Labor in dogs is described as occurring in three stages. The first stage is cervical dilation, the second is expulsion of the fetuses, and the third is expulsion of the placentas. First-stage labor occurs as a distinct period and concludes with the onset of the hard contractions signaling second-stage labor. Second- and third-stage labor alternate as the bitch passes one or two pups and then one or two placentas alternately until done.
The onset of stage 1 labor may be difficult to define precisely. The bitch’s cervix is dilating, but she is not having strong, coordinated abdominal contractions. She may be restless and panting (Figure 12-4). She usually refuses to eat and may vomit. This stage may last for up to 12 hours in normal bitches. Intervention is recommended if the bitch does not enter stage 2 labor, with obvious contractions, within 12 hours. Prolonged stage 1 labor (i.e., >18 hours) has been associated with increased incidence of stillbirths and neonatal death.

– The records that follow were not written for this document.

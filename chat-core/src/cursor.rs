//! Sync cursor for FlowChat.
//!
//! The cursor is the high-water timestamp of everything merged so far. Polls
//! ask the server only for messages newer than the cursor.
//!
//! The cursor never moves backwards: empty batches, duplicate-only batches
//! and batches containing older messages (overlapping poll windows) leave it
//! where it is.

use flowchat_types::{ChatMessage, Timestamp};

/// Monotonic high-water mark over merged message timestamps.
#[derive(Debug, Clone, Default, PartialEq, Eq)]
pub struct SyncCursor {
    /// Highest timestamp seen. `None` until the first non-empty batch.
    high_water: Option<Timestamp>,
}

impl SyncCursor {
    /// Create a cursor that has seen nothing.
    ///
    /// Polling with an empty cursor fetches the full history.
    pub fn new() -> Self {
        Self { high_water: None }
    }

    /// Create a cursor resuming from a known timestamp.
    pub fn with_cursor(timestamp: Timestamp) -> Self {
        Self {
            high_water: Some(timestamp),
        }
    }

    /// The timestamp to poll `since`, if any.
    pub fn current(&self) -> Option<&Timestamp> {
        self.high_water.as_ref()
    }

    /// Record a single timestamp.
    ///
    /// Returns `true` if the cursor advanced.
    pub fn observe(&mut self, timestamp: &Timestamp) -> bool {
        match &self.high_water {
            Some(current) if current >= timestamp => false,
            _ => {
                self.high_water = Some(timestamp.clone());
                true
            }
        }
    }

    /// Advance to the maximum timestamp in `batch`.
    ///
    /// The batch does not need to be sorted. Returns `true` if the cursor
    /// advanced.
    pub fn advance(&mut self, batch: &[ChatMessage]) -> bool {
        match batch.iter().map(|m| &m.timestamp).max() {
            Some(max) => self.observe(max),
            None => false,
        }
    }

    /// Forget everything (session ended).
    pub fn reset(&mut self) {
        self.high_water = None;
    }
}
//! Poll scheduling state machine for FlowChat.
//!
//! This module provides a pure, side-effect-free state machine for the
//! incremental poller. It takes events as input and produces a new state
//! plus a list of actions to execute.
//!
//! The actual I/O (fetching, arming timers) is performed by flowchat-client,
//! not by this module. This enables instant unit testing without timers.
//!
//! ```text
//!          Start                Suspend
//!   Idle ────────► Active ◄──────────────► Suspended
//!    ▲               │        Resume          │
//!    └───── Stop / 401 ◄──────────────────────┘
//! ```

use std::time::Duration;

/// Reference poll interval.
pub const DEFAULT_POLL_INTERVAL: Duration = Duration::from_millis(2000);

/// Scheduling phase of the poller.
#[derive(Debug, Clone, Copy, PartialEq, Eq)]
pub enum PollPhase {
    /// Not polling. Initial state, and terminal after `Stop` until the next
    /// `Start`.
    Idle,
    /// Timer armed, ticks fetch.
    Active,
    /// Page hidden; timer cancelled until `Resume`.
    Suspended,
}

/// Poller state - NO I/O, just state transitions.
#[derive(Debug, Clone, PartialEq, Eq)]
pub struct PollState {
    phase: PollPhase,
    /// A fetch has been issued and has not completed yet.
    in_flight: bool,
    interval: Duration,
}

impl PollState {
    /// Create an idle poller that will tick every `interval` once started.
    pub fn new(interval: Duration) -> Self {
        Self {
            phase: PollPhase::Idle,
            in_flight: false,
            interval,
        }
    }

    /// Process an event and return the new state plus actions to execute.
    ///
    /// This is a pure function - no side effects. The caller (flowchat-client)
    /// is responsible for executing the returned actions.
    pub fn on_event(self, event: PollEvent) -> (Self, Vec<PollAction>) {
        let interval = self.interval;
        match (self.phase, event) {
            // From Idle
            (PollPhase::Idle, PollEvent::Start) => {
                let mut actions = Vec::with_capacity(2);
                if !self.in_flight {
                    actions.push(PollAction::Fetch);
                }
                actions.push(PollAction::ArmTimer { interval });
                (
                    Self {
                        phase: PollPhase::Active,
                        in_flight: true,
                        ..self
                    },
                    actions,
                )
            }

            // From Active
            (PollPhase::Active, PollEvent::Tick) if !self.in_flight => (
                Self {
                    in_flight: true,
                    ..self
                },
                vec![PollAction::Fetch],
            ),
            (PollPhase::Active, PollEvent::Suspend) => (
                Self {
                    phase: PollPhase::Suspended,
                    ..self
                },
                vec![PollAction::CancelTimer],
            ),

            // From Suspended
            (PollPhase::Suspended, PollEvent::Resume) => {
                let mut actions = Vec::with_capacity(2);
                if !self.in_flight {
                    actions.push(PollAction::Fetch);
                }
                actions.push(PollAction::ArmTimer { interval });
                (
                    Self {
                        phase: PollPhase::Active,
                        in_flight: true,
                        ..self
                    },
                    actions,
                )
            }

            // Completion is accepted in every phase: a fetch issued before a
            // suspend or stop still finishes.
            (_, PollEvent::FetchCompleted) => (
                Self {
                    in_flight: false,
                    ..self
                },
                vec![],
            ),
            (PollPhase::Active | PollPhase::Suspended, PollEvent::Unauthorized) => (
                Self {
                    phase: PollPhase::Idle,
                    in_flight: false,
                    ..self
                },
                vec![PollAction::CancelTimer, PollAction::EmitSessionInvalid],
            ),
            (PollPhase::Idle, PollEvent::Unauthorized) => (
                Self {
                    in_flight: false,
                    ..self
                },
                vec![],
            ),

            (PollPhase::Active | PollPhase::Suspended, PollEvent::Stop) => (
                Self {
                    phase: PollPhase::Idle,
                    ..self
                },
                vec![PollAction::CancelTimer],
            ),

            // Skipped ticks, repeated suspends, resumes while active, and
            // everything while idle - stay in current state
            (_, _) => (self, vec![]),
        }
    }

    /// Current phase.
    pub fn phase(&self) -> PollPhase {
        self.phase
    }

    /// Check if a fetch is outstanding.
    pub fn is_in_flight(&self) -> bool {
        self.in_flight
    }

    /// Check if the timer should be running.
    pub fn is_active(&self) -> bool {
        self.phase == PollPhase::Active
    }

    /// Configured tick interval.
    pub fn interval(&self) -> Duration {
        self.interval
    }
}

impl Default for PollState {
    fn default() -> Self {
        Self::new(DEFAULT_POLL_INTERVAL)
    }
}

/// Events that drive the poller.
#[derive(Debug, Clone, Copy, PartialEq, Eq)]
pub enum PollEvent {
    /// Begin polling (session established).
    Start,
    /// Interval timer fired.
    Tick,
    /// The outstanding fetch finished, successfully or with a transient error.
    FetchCompleted,
    /// The outstanding fetch was rejected with HTTP 401.
    Unauthorized,
    /// Page became hidden.
    Suspend,
    /// Page became visible.
    Resume,
    /// Stop polling (session ended or shutdown).
    Stop,
}

/// Actions to be executed by flowchat-client.
///
/// These are instructions, not side effects.
#[derive(Debug, Clone, Copy, PartialEq, Eq)]
pub enum PollAction {
    /// Fetch messages since the current cursor.
    Fetch,
    /// (Re)arm the periodic timer; the first tick fires one interval from now.
    ArmTimer {
        /// Tick period.
        interval: Duration,
    },
    /// Cancel the periodic timer.
    CancelTimer,
    /// Tell the session owner that the credential was rejected.
    EmitSessionInvalid,
}
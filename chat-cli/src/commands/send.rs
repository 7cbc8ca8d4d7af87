//! Post a new message.

use anyhow::Result;
use std::io::Write;

use flowchat_client::{ChatApi, ChatClient, KeyValueStore};

use super::require_session;

/// Run the send command.
///
/// The message is not shown locally until the next poll picks it up.
pub async fn run<A, S>(client: &ChatClient<A, S>, out: &mut impl Write, text: &str) -> Result<()>
where
    A: ChatApi,
    S: KeyValueStore,
{
    require_session(client).await?;
    client.input(text).await?;
    let sent = client.submit().await?;
    writeln!(out, "Sent {}", sent.id)?;
    Ok(())
}
//! # flowchat-core
//!
//! Pure logic for FlowChat (no I/O, instant tests).
//!
//! This crate implements the state machines and data structures of the
//! message synchronization engine without any network or disk I/O.
//!
//! ## Design Philosophy
//!
//! All modules in this crate are **pure** - they take input and produce output
//! without side effects. Time is passed in as an argument wherever it matters,
//! so tests never sleep.
//!
//! The actual I/O (HTTP requests, timers, durable storage) is performed by
//! `flowchat-client`, which interprets the actions produced here.

#![warn(missing_docs)]
#![warn(clippy::all)]

pub mod compose;
pub mod cursor;
pub mod poll;
pub mod presence;
pub mod store;
pub mod validate;

pub use compose::{
    ComposeError, ComposeState, Composer, Draft, Submission, DEFAULT_MAX_MESSAGE_LEN,
    DEFAULT_TYPING_TIMEOUT,
};
pub use cursor::SyncCursor;
pub use poll::{PollAction, PollEvent, PollPhase, PollState, DEFAULT_POLL_INTERVAL};
pub use presence::Presence;
pub use store::{MessageStore, StoreError};
pub use validate::ValidationError;
//! Mock API for testing.
//!
//! An in-process stand-in for the server: accounts, tokens, a message log
//! with a monotonic clock, and hooks for forcing failures, scripting fetch
//! responses and holding fetches or writes in flight.

use super::{ApiError, ChatApi};
use async_trait::async_trait;
use flowchat_types::{
    AuthResponse, ChatMessage, LoginRequest, MessageId, RegisterRequest, Timestamp, UserInfo,
};
use std::collections::{BTreeMap, HashMap, VecDeque};
use std::sync::{Arc, Mutex};
use tokio::sync::Notify;

const COLORS: [&str; 8] = [
    "#FF6B6B", "#4ECDC4", "#45B7D1", "#96CEB4", "#FFEAA7", "#DDA0DD", "#98D8C8", "#BB8FCE",
];

/// Mock API for testing.
///
/// Clones share state, so a test can keep a handle after moving one into a
/// client.
#[derive(Debug, Default)]
pub struct MockApi {
    inner: Arc<Mutex<MockApiInner>>,
}

#[derive(Debug, Default)]
struct MockApiInner {
    accounts: BTreeMap<String, Account>,
    tokens: HashMap<String, String>,
    messages: Vec<ChatMessage>,
    clock: u64,
    requests: Vec<String>,
    scripted_fetches: VecDeque<Vec<ChatMessage>>,
    fetch_gate: Option<Arc<Notify>>,
    write_gate: Option<Arc<Notify>>,
    fail_next_fetch: Option<ApiError>,
    fail_next_write: Option<ApiError>,
    fail_next_users: Option<ApiError>,
    fail_next_logout: Option<ApiError>,
}

#[derive(Debug, Clone)]
struct Account {
    password: String,
    color: String,
}

#[derive(Debug, Clone, Copy)]
enum Held {
    Fetches,
    Writes,
}

/// Holds requests in flight until released.
///
/// Obtained from [`MockApi::hold_fetches`] or [`MockApi::hold_writes`].
#[derive(Debug)]
pub struct RequestGate {
    notify: Arc<Notify>,
    held: Held,
    inner: Arc<Mutex<MockApiInner>>,
}

impl RequestGate {
    /// Let the held request complete. Later requests are no longer held.
    pub fn release(self) {
        let mut inner = self.inner.lock().unwrap();
        match self.held {
            Held::Fetches => inner.fetch_gate = None,
            Held::Writes => inner.write_gate = None,
        }
        drop(inner);
        self.notify.notify_one();
    }
}

impl MockApiInner {
    fn next_timestamp(&mut self) -> Timestamp {
        self.clock += 1;
        Timestamp::new(format!("2024-01-01T00:00:00.{:06}", self.clock))
    }

    fn create_account(&mut self, username: &str, password: &str) -> AuthResponse {
        let color = COLORS[self.accounts.len() % COLORS.len()].to_string();
        self.accounts.insert(
            username.to_string(),
            Account {
                password: password.to_string(),
                color: color.clone(),
            },
        );
        self.issue_token(username, color)
    }

    fn issue_token(&mut self, username: &str, color: String) -> AuthResponse {
        let token = uuid::Uuid::new_v4().to_string();
        self.tokens.insert(token.clone(), username.to_string());
        AuthResponse {
            username: username.to_string(),
            color,
            token,
        }
    }

    fn authenticate(&self, token: &str) -> Result<UserInfo, ApiError> {
        let username = self.tokens.get(token).ok_or(ApiError::Unauthorized)?;
        let account = self.accounts.get(username).ok_or(ApiError::Unauthorized)?;
        Ok(UserInfo {
            username: username.clone(),
            color: account.color.clone(),
        })
    }

    fn append(&mut self, username: &str, color: &str, content: &str) -> ChatMessage {
        let msg = ChatMessage {
            id: MessageId::new(uuid::Uuid::new_v4().to_string()),
            username: username.to_string(),
            color: color.to_string(),
            content: content.to_string(),
            timestamp: self.next_timestamp(),
            edited: false,
        };
        self.messages.push(msg.clone());
        msg
    }

    fn create(&mut self, token: &str, content: &str) -> Result<ChatMessage, ApiError> {
        if let Some(error) = self.fail_next_write.take() {
            return Err(error);
        }
        let user = self.authenticate(token)?;
        if content.trim().is_empty() {
            return Err(ApiError::Status {
                status: 400,
                detail: "Message cannot be empty".into(),
            });
        }
        Ok(self.append(&user.username, &user.color, content))
    }

    fn update(
        &mut self,
        token: &str,
        id: &MessageId,
        content: &str,
    ) -> Result<ChatMessage, ApiError> {
        if let Some(error) = self.fail_next_write.take() {
            return Err(error);
        }
        let user = self.authenticate(token)?;
        let pos = self.owned_message(id, &user.username)?;
        let msg = &mut self.messages[pos];
        msg.content = content.to_string();
        msg.edited = true;
        Ok(msg.clone())
    }

    fn delete(&mut self, token: &str, id: &MessageId) -> Result<(), ApiError> {
        if let Some(error) = self.fail_next_write.take() {
            return Err(error);
        }
        let user = self.authenticate(token)?;
        let pos = self.owned_message(id, &user.username)?;
        self.messages.remove(pos);
        Ok(())
    }

    fn owned_message(&self, id: &MessageId, username: &str) -> Result<usize, ApiError> {
        let pos = self
            .messages
            .iter()
            .position(|m| &m.id == id)
            .ok_or_else(|| ApiError::NotFound("Message not found".into()))?;
        if self.messages[pos].username != username {
            return Err(ApiError::Forbidden("Not your message".into()));
        }
        Ok(pos)
    }
}

impl MockApi {
    /// Create a new mock API with no accounts.
    pub fn new() -> Self {
        Self::default()
    }

    /// Register an account directly, without going through the API.
    pub fn add_account(&self, username: &str, password: &str) {
        let mut inner = self.inner.lock().unwrap();
        let color = COLORS[inner.accounts.len() % COLORS.len()].to_string();
        inner.accounts.insert(
            username.to_string(),
            Account {
                password: password.to_string(),
                color,
            },
        );
    }

    /// Append a message from `username` as if another client had posted it.
    pub fn post_as(&self, username: &str, content: &str) -> ChatMessage {
        let mut inner = self.inner.lock().unwrap();
        let color = inner
            .accounts
            .get(username)
            .map(|a| a.color.clone())
            .unwrap_or_else(|| COLORS[0].to_string());
        inner.append(username, &color, content)
    }

    /// Messages currently held by the server, oldest first.
    pub fn server_messages(&self) -> Vec<ChatMessage> {
        self.inner.lock().unwrap().messages.clone()
    }

    /// Return `batch` verbatim from the next fetch, ignoring `since`.
    pub fn script_fetch(&self, batch: Vec<ChatMessage>) {
        let mut inner = self.inner.lock().unwrap();
        inner.scripted_fetches.push_back(batch);
    }

    /// Hold every fetch after its response is computed until the gate is
    /// released.
    pub fn hold_fetches(&self) -> RequestGate {
        self.hold(Held::Fetches)
    }

    /// Hold every create, update and delete after it has been applied until
    /// the gate is released.
    pub fn hold_writes(&self) -> RequestGate {
        self.hold(Held::Writes)
    }

    fn hold(&self, held: Held) -> RequestGate {
        let notify = Arc::new(Notify::new());
        let mut inner = self.inner.lock().unwrap();
        match held {
            Held::Fetches => inner.fetch_gate = Some(Arc::clone(&notify)),
            Held::Writes => inner.write_gate = Some(Arc::clone(&notify)),
        }
        RequestGate {
            notify,
            held,
            inner: Arc::clone(&self.inner),
        }
    }

    /// Revoke every issued token, as a server restart or expiry would.
    pub fn revoke_all_tokens(&self) {
        self.inner.lock().unwrap().tokens.clear();
    }

    /// Whether `token` is still accepted.
    pub fn token_is_live(&self, token: &str) -> bool {
        self.inner.lock().unwrap().tokens.contains_key(token)
    }

    /// Cause the next fetch to fail with `error`.
    pub fn fail_next_fetch(&self, error: ApiError) {
        self.inner.lock().unwrap().fail_next_fetch = Some(error);
    }

    /// Cause the next create, update or delete to fail with `error`.
    pub fn fail_next_write(&self, error: ApiError) {
        self.inner.lock().unwrap().fail_next_write = Some(error);
    }

    /// Cause the next presence request to fail with `error`.
    pub fn fail_next_users(&self, error: ApiError) {
        self.inner.lock().unwrap().fail_next_users = Some(error);
    }

    /// Cause the next logout to fail with `error`.
    pub fn fail_next_logout(&self, error: ApiError) {
        self.inner.lock().unwrap().fail_next_logout = Some(error);
    }

    /// Every request received, formatted as `METHOD /path`.
    pub fn requests(&self) -> Vec<String> {
        self.inner.lock().unwrap().requests.clone()
    }

    /// Number of message fetches received.
    pub fn fetch_count(&self) -> usize {
        self.inner
            .lock()
            .unwrap()
            .requests
            .iter()
            .filter(|r| r.starts_with("GET /api/messages"))
            .count()
    }

    fn record(&self, request: String) {
        self.inner.lock().unwrap().requests.push(request);
    }

    /// Apply a write now and deliver its response once any write gate opens.
    async fn write<T>(
        &self,
        apply: impl FnOnce(&mut MockApiInner) -> Result<T, ApiError>,
    ) -> Result<T, ApiError> {
        let (result, gate) = {
            let mut inner = self.inner.lock().unwrap();
            let result = apply(&mut inner);
            (result, inner.write_gate.clone())
        };
        if let Some(notify) = gate {
            notify.notified().await;
        }
        result
    }
}

impl Clone for MockApi {
    fn clone(&self) -> Self {
        Self {
            inner: Arc::clone(&self.inner),
        }
    }
}

#[async_trait]
impl ChatApi for MockApi {
    async fn register(&self, request: &RegisterRequest) -> Result<AuthResponse, ApiError> {
        self.record("POST /api/register".into());
        let mut inner = self.inner.lock().unwrap();
        if inner.accounts.contains_key(&request.username) {
            return Err(ApiError::Status {
                status: 409,
                detail: "Username already taken".into(),
            });
        }
        Ok(inner.create_account(&request.username, &request.password))
    }

    async fn login(&self, request: &LoginRequest) -> Result<AuthResponse, ApiError> {
        self.record("POST /api/login".into());
        let mut inner = self.inner.lock().unwrap();
        let color = match inner.accounts.get(&request.username) {
            Some(account) if account.password == request.password => account.color.clone(),
            _ => return Err(ApiError::Unauthorized),
        };
        Ok(inner.issue_token(&request.username, color))
    }

    async fn me(&self, token: &str) -> Result<UserInfo, ApiError> {
        self.record("GET /api/me".into());
        self.inner.lock().unwrap().authenticate(token)
    }

    async fn logout(&self, token: &str) -> Result<(), ApiError> {
        self.record("POST /api/logout".into());
        let mut inner = self.inner.lock().unwrap();
        if let Some(error) = inner.fail_next_logout.take() {
            return Err(error);
        }
        inner.tokens.remove(token);
        Ok(())
    }

    async fn fetch_messages(
        &self,
        token: &str,
        since: Option<&Timestamp>,
    ) -> Result<Vec<ChatMessage>, ApiError> {
        match since {
            Some(ts) => self.record(format!("GET /api/messages?since={}", ts)),
            None => self.record("GET /api/messages".into()),
        }

        // The response is computed when the request arrives; the gate only
        // delays its delivery.
        let (result, gate) = {
            let mut inner = self.inner.lock().unwrap();
            let result = match inner.fail_next_fetch.take() {
                Some(error) => Err(error),
                None => match inner.authenticate(token) {
                    Err(error) => Err(error),
                    Ok(_) => Ok(match inner.scripted_fetches.pop_front() {
                        Some(batch) => batch,
                        None => inner
                            .messages
                            .iter()
                            .filter(|m| since.map_or(true, |ts| &m.timestamp > ts))
                            .cloned()
                            .collect(),
                    }),
                },
            };
            (result, inner.fetch_gate.clone())
        };

        if let Some(notify) = gate {
            notify.notified().await;
        }
        result
    }

    async fn create_message(&self, token: &str, content: &str) -> Result<ChatMessage, ApiError> {
        self.record("POST /api/messages".into());
        self.write(|inner| inner.create(token, content)).await
    }

    async fn update_message(
        &self,
        token: &str,
        id: &MessageId,
        content: &str,
    ) -> Result<ChatMessage, ApiError> {
        self.record(format!("PUT /api/messages/{}", id));
        self.write(|inner| inner.update(token, id, content)).await
    }

    async fn delete_message(&self, token: &str, id: &MessageId) -> Result<(), ApiError> {
        self.record(format!("DELETE /api/messages/{}", id));
        self.write(|inner| inner.delete(token, id)).await
    }

    async fn list_users(&self, token: &str) -> Result<Vec<UserInfo>, ApiError> {
        self.record("GET /api/users".into());
        let mut inner = self.inner.lock().unwrap();
        if let Some(error) = inner.fail_next_users.take() {
            return Err(error);
        }
        inner.authenticate(token)?;

        let mut online: Vec<&String> = inner.tokens.values().collect();
        online.sort();
        online.dedup();
        Ok(online
            .into_iter()
            .filter_map(|name| {
                inner.accounts.get(name).map(|a| UserInfo {
                    username: name.clone(),
                    color: a.color.clone(),
                })
            })
            .collect())
    }
}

During stage 1 labor, the hormones relaxin and oxytocin contribute to relaxation and dilation of the cervix. Because of the extreme length of the canine vagina, the cervix is not palpable. If a circumferential constriction is felt when a gloved finger is passed into the vagina, it probably is a ring of vaginal tissue, not the cervix.
Stage 2 labor is considered to have started when the bitch starts having obvious, coordinated contractions. Movement of a pup, especially a pup’s hard, round head, into the cervix stimulates release of oxytocin and uterine contractions. If pups are not presenting a firm surface against the internal os of the cervix, this reflex release of oxytocin may not occur and labor may not progress. Rising prolactin concentrations contribute to mothering behavior by the bitch and promote lactation.
Bitches may pass a fair volume of clear fluid from the vulva before a puppy is passed. Green vulvar discharge also may be seen. The green coloration arises from the edge of the placenta and indicates that placental separation has occurred. Pups may be born within a clear sac, or the sac may rupture as the pup moves through the birth canal or be ruptured by the bitch as the puppy passes through the vulva (Figures 12-5 and 12-6). The bitch should vigorously lick the newborn pup to stimulate respiration. She also should shear the umbilical cord with her teeth.
If the bitch does not tear the sac away from the pup and stimulate respiration, you must do it (Figure 12-7). Tear the sac away with your fingers, use a bulb syringe to suck fluid out of the pup’s nose and mouth, and vigorously rub the pup with a towel. The use of the respiratory stimulant doxapram has fallen from favor in human and veterinary pediatric medicine. I do not recommend “flinging” the pup to move fluid out of its respiratory tract by vigorously swinging it with head down. Blowing air into the nose may help to provide oxygen to the pup. Insertion of a needle into the tissue between the nostrils (the Jen Chung acupuncture site) and twisting the needle as it hits bone may stimulate respiration (Figure 12-8). The umbilical cord can be tied off with sewing thread or dental floss. Tie off the cord about 1 inch away from the pup’s body and again 1 inch from there. Cut between the two ties, and clean the exposed tissue with a disinfectant such as iodine.
Bitches that appear to be slowing down in labor may be becoming fatigued. Walking the bitch may stimulate uterine contractions. Some bitches will eat during labor, and this boost in calories might be beneficial. Vanilla ice cream and cottage cheese are foods that commonly are offered.
It may take up to 4 hours for the first pup to be born, and puppies should be born within 2 hours of each other. Intervention is recommended if the bitch has had intermittent straining for 4 hours with no pups born, hard and constant straining for 30 minutes with no pup born, or if it has been more than 2 hours between pups. Accurate record keeping is essential (Figure 12-9).